Work task >> Please print the data again exactly as given.

Records contained in a dataset
// ==========================================
// 牲畜称重管理系统 - 分析用例实现模块
// ==========================================
// 职责: 分析用例的具体实现 (仓储取数 + 引擎计算)
// ==========================================

pub mod batch_summary_impl;
pub mod feed_comparison_impl;
pub mod growth_report_impl;
pub mod health_alerts_impl;
pub mod ready_to_sell_impl;

#[cfg(test)]
pub(crate) mod test_support;

// 重导出用例实现
pub use batch_summary_impl::BatchSummaryUseCaseImpl;
pub use feed_comparison_impl::FeedComparisonUseCaseImpl;
pub use growth_report_impl::GrowthReportUseCaseImpl;
pub use health_alerts_impl::HealthAlertUseCaseImpl;
pub use ready_to_sell_impl::ReadyToSellUseCaseImpl;
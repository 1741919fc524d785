// ==========================================
// 牲畜称重管理系统 - 仓储层错误类型
// ==========================================
// 工具: thiserror 派生宏
// ==========================================

use thiserror::Error;

/// 仓储层错误类型
#[derive(Error, Debug)]
pub enum RepositoryError {
    // ===== 数据库错误 =====
    #[error("记录未找到: {entity} with id={id}")]
    NotFound { entity: String, id: String },

    #[error("数据库连接失败: {0}")]
    DatabaseConnectionError(String),

    #[error("数据库锁获取失败: {0}")]
    LockError(String),

    #[error("数据库查询失败: {0}")]
    DatabaseQueryError(String),

    #[error("唯一约束违反: {0}")]
    UniqueConstraintViolation(String),

    #[error("外键约束违反: {0}")]
    ForeignKeyViolation(String),

    #[error("检查约束违反: {0}")]
    CheckConstraintViolation(String),

    // ===== 数据质量错误 =====
    #[error("数据验证失败: {0}")]
    ValidationError(String),

    #[error("字段值错误 (field={field}): {message}")]
    FieldValueError { field: String, message: String },

    // ===== 通用错误 =====
    #[error("内部错误: {0}")]
    InternalError(String),

    #[error(transparent)]
    Other(#[from] anyhow::Error),
}

// 实现 From<rusqlite::Error>
impl From<rusqlite::Error> for RepositoryError {
    fn from(err: rusqlite::Error) -> Self {
        match err {
            rusqlite::Error::SqliteFailure(_, Some(msg)) => {
                if msg.contains("UNIQUE") {
                    RepositoryError::UniqueConstraintViolation(msg)
                } else if msg.contains("FOREIGN KEY") {
                    RepositoryError::ForeignKeyViolation(msg)
                } else if msg.contains("CHECK") {
                    RepositoryError::CheckConstraintViolation(msg)
                } else {
                    RepositoryError::DatabaseQueryError(msg)
                }
            }
            rusqlite::Error::QueryReturnedNoRows => RepositoryError::NotFound {
                entity: "Unknown".to_string(),
                id: "Unknown".to_string(),
            },
            _ => RepositoryError::DatabaseQueryError(err.to_string()),
        }
    }
}

/// Result 类型别名
pub type RepositoryResult<T> = Result<T, RepositoryError>;
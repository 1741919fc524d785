// ==========================================
// 牲畜称重管理系统 - 日期范围
// ==========================================
// 口径: 闭区间 [start, end], 按称重时间的 UTC 日期比较
// ==========================================

use chrono::{DateTime, NaiveDate, Utc};
use serde::{Deserialize, Serialize};
use std::fmt;

#[derive(Debug, Clone, Copy, PartialEq, Eq, Serialize, Deserialize)]
pub struct DateRange {
    pub start: NaiveDate,
    pub end: NaiveDate,
}

impl DateRange {
    /// 创建日期范围
    ///
    /// # 返回
    /// - Err: start 晚于 end
    pub fn new(start: NaiveDate, end: NaiveDate) -> Result<Self, String> {
        if start > end {
            return Err(format!("日期范围无效: start={} 晚于 end={}", start, end));
        }
        Ok(Self { start, end })
    }

    /// 判断时间点是否落在范围内（含两端）
    pub fn contains(&self, at: &DateTime<Utc>) -> bool {
        let day = at.date_naive();
        day >= self.start && day <= self.end
    }

    /// 可选范围判断: None 表示不限
    pub fn admits(range: Option<&DateRange>, at: &DateTime<Utc>) -> bool {
        range.map(|r| r.contains(at)).unwrap_or(true)
    }
}

impl fmt::Display for DateRange {
    fn fmt(&self, f: &mut fmt::Formatter<'_>) -> fmt::Result {
        write!(f, "{}..={}", self.start, self.end)
    }
}
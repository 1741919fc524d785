// ==========================================
// 牲畜称重管理系统 - 出栏评估用例
// ==========================================

use crate::domain::metrics::ReadyToSellResult;
use crate::use_cases::error::AnalyticsResult;
use crate::use_cases::AnalyticsResponse;

/// 出栏评估用例
///
/// 输出: ReadyToSellResult 按 progress_percent 降序, 同值按 animal.id 升序
pub trait ReadyToSellUseCase {
    /// 设置了目标体重且有称重的在栏动物
    fn evaluate_herd(&self, tenant_id: &str) -> AnalyticsResult<AnalyticsResponse<ReadyToSellResult>>;

    /// 达到出栏阈值的动物
    fn get_ready_animals(&self, tenant_id: &str) -> AnalyticsResult<AnalyticsResponse<ReadyToSellResult>>;

    /// 达到临近阈值但未达出栏阈值的动物
    fn get_approaching_animals(
        &self,
        tenant_id: &str,
    ) -> AnalyticsResult<AnalyticsResponse<ReadyToSellResult>>;
}
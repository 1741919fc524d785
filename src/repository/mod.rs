// ==========================================
// 牲畜称重管理系统 - 数据仓储层
// ==========================================
// 红线: Repository 不含业务逻辑
// ==========================================
// 职责: 提供数据访问接口,屏蔽数据库细节
// 约束: 所有查询使用参数化,防止 SQL 注入
// ==========================================

pub mod animal_repo;
pub mod batch_repo;
pub mod error;
pub mod history;
pub mod sql_builder;
pub mod weighing_repo;

// 重导出核心仓储
pub use animal_repo::{AnimalRepository, NewAnimal};
pub use batch_repo::BatchRepository;
pub use error::{RepositoryError, RepositoryResult};
pub use history::{AnimalDirectory, BatchDirectory, WeighingHistory, WeighingsByAnimal};
pub use weighing_repo::{NewWeighing, WeighingRepository};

Solution to this task >>
// ==========================================
// 牲畜称重管理系统 - 分析用例实现模块
// ==========================================
// 职责: 分析用例的具体实现 (仓储取数 + 引擎计算)
// ==========================================

pub mod batch_summary_impl;
pub mod feed_comparison_impl;
pub mod growth_report_impl;
pub mod health_alerts_impl;
pub mod ready_to_sell_impl;

#[cfg(test)]
pub(crate) mod test_support;

// 重导出用例实现
pub use batch_summary_impl::BatchSummaryUseCaseImpl;
pub use feed_comparison_impl::FeedComparisonUseCaseImpl;
pub use growth_report_impl::GrowthReportUseCaseImpl;
pub use health_alerts_impl::HealthAlertUseCaseImpl;
pub use ready_to_sell_impl::ReadyToSellUseCaseImpl;
repository 1741919fc524d785
// ==========================================
// 牲畜称重管理系统 - 仓储层错误类型
// ==========================================
// 工具: thiserror 派生宏
// ==========================================

use thiserror::Error;

/// 仓储层错误类型
#[derive(Error, Debug)]
pub enum RepositoryError {
    // ===== 数据库错误 =====
    #[error("记录未找到: {entity} with id={id}")]
    NotFound { entity: String, id: String },

    #[error("数据库连接失败: {0}")]
    DatabaseConnectionError(String),

    #[error("数据库锁获取失败: {0}")]
    LockError(String),

    #[error("数据库查询失败: {0}")]
    DatabaseQueryError(String),

    #[error("唯一约束违反: {0}")]
    UniqueConstraintViolation(String),

    #[error("外键约束违反: {0}")]
    ForeignKeyViolation(String),

    #[error("检查约束违反: {0}")]
    CheckConstraintViolation(String),

    // ===== 数据质量错误 =====
    #[error("数据验证失败: {0}")]
    ValidationError(String),

    #[error("字段值错误 (field={field}): {message}")]
    FieldValueError { field: String, message: String },

    // ===== 通用错误 =====
    #[error("内部错误: {0}")]
    InternalError(String),

    #[error(transparent)]
    Other(#[from] anyhow::Error),
}

// 实现 From<rusqlite::Error>
impl From<rusqlite::Error> for RepositoryError {
    fn from(err: rusqlite::Error) -> Self {
        match err {
            rusqlite::Error::SqliteFailure(_, Some(msg)) => {
                if msg.contains("UNIQUE") {
                    RepositoryError::UniqueConstraintViolation(msg)
                } else if msg.contains("FOREIGN KEY") {
                    RepositoryError::ForeignKeyViolation(msg)
                } else if msg.contains("CHECK") {
                    RepositoryError::CheckConstraintViolation(msg)
                } else {
                    RepositoryError::DatabaseQueryError(msg)
                }
            }
            rusqlite::Error::QueryReturnedNoRows => RepositoryError::NotFound {
                entity: "Unknown".to_string(),
                id: "Unknown".to_string(),
            },
            _ => RepositoryError::DatabaseQueryError(err.to_string()),
        }
    }
}

/// Result 类型别名
pub type RepositoryResult<T> = Result<T, RepositoryError>;
repository 1741919fc524d785
// ==========================================
// 牲畜称重管理系统 - 日期范围
// ==========================================
// 口径: 闭区间 [start, end], 按称重时间的 UTC 日期比较
// ==========================================

use chrono::{DateTime, NaiveDate, Utc};
use serde::{Deserialize, Serialize};
use std::fmt;

#[derive(Debug, Clone, Copy, PartialEq, Eq, Serialize, Deserialize)]
pub struct DateRange {
    pub start: NaiveDate,
    pub end: NaiveDate,
}

impl DateRange {
    /// 创建日期范围
    ///
    /// # 返回
    /// - Err: start 晚于 end
    pub fn new(start: NaiveDate, end: NaiveDate) -> Result<Self, String> {
        if start > end {
            return Err(format!("日期范围无效: start={} 晚于 end={}", start, end));
        }
        Ok(Self { start, end })
    }

    /// 判断时间点是否落在范围内（含两端）
    pub fn contains(&self, at: &DateTime<Utc>) -> bool {
        let day = at.date_naive();
        day >= self.start && day <= self.end
    }

    /// 可选范围判断: None 表示不限
    pub fn admits(range: Option<&DateRange>, at: &DateTime<Utc>) -> bool {
        range.map(|r| r.contains(at)).unwrap_or(true)
    }
}

impl fmt::Display for DateRange {
    fn fmt(&self, f: &mut fmt::Formatter<'_>) -> fmt::Result {
        write!(f, "{}..={}", self.start, self.end)
    }
}
repository 1741919fc524d785
// ==========================================
// 牲畜称重管理系统 - 出栏评估用例
// ==========================================

use crate::domain::metrics::ReadyToSellResult;
use crate::use_cases::error::AnalyticsResult;
use crate::use_cases::AnalyticsResponse;

/// 出栏评估用例
///
/// 输出: ReadyToSellResult 按 progress_percent 降序, 同值按 animal.id 升序
pub trait ReadyToSellUseCase {
    /// 设置了目标体重且有称重的在栏动物
    fn evaluate_herd(&self, tenant_id: &str) -> AnalyticsResult<AnalyticsResponse<ReadyToSellResult>>;

    /// 达到出栏阈值的动物
    fn get_ready_animals(&self, tenant_id: &str) -> AnalyticsResult<AnalyticsResponse<ReadyToSellResult>>;

    /// 达到临近阈值但未达出栏阈值的动物
    fn get_approaching_animals(
        &self,
        tenant_id: &str,
    ) -> AnalyticsResult<AnalyticsResponse<ReadyToSellResult>>;
}
repository 1741919fc524d785
filename src/repository/mod.rs
// ==========================================
// 牲畜称重管理系统 - 数据仓储层
// ==========================================
// 红线: Repository 不含业务逻辑
// ==========================================
// 职责: 提供数据访问接口,屏蔽数据库细节
// 约束: 所有查询使用参数化,防止 SQL 注入
// ==========================================

pub mod animal_repo;
pub mod batch_repo;
pub mod error;
pub mod history;
pub mod sql_builder;
pub mod weighing_repo;

// 重导出核心仓储
pub use animal_repo::{AnimalRepository, NewAnimal};
pub use batch_repo::BatchRepository;
pub use error::{RepositoryError, RepositoryResult};
pub use history::{AnimalDirectory, BatchDirectory, WeighingHistory, WeighingsByAnimal};
pub use weighing_repo::{NewWeighing, WeighingRepository};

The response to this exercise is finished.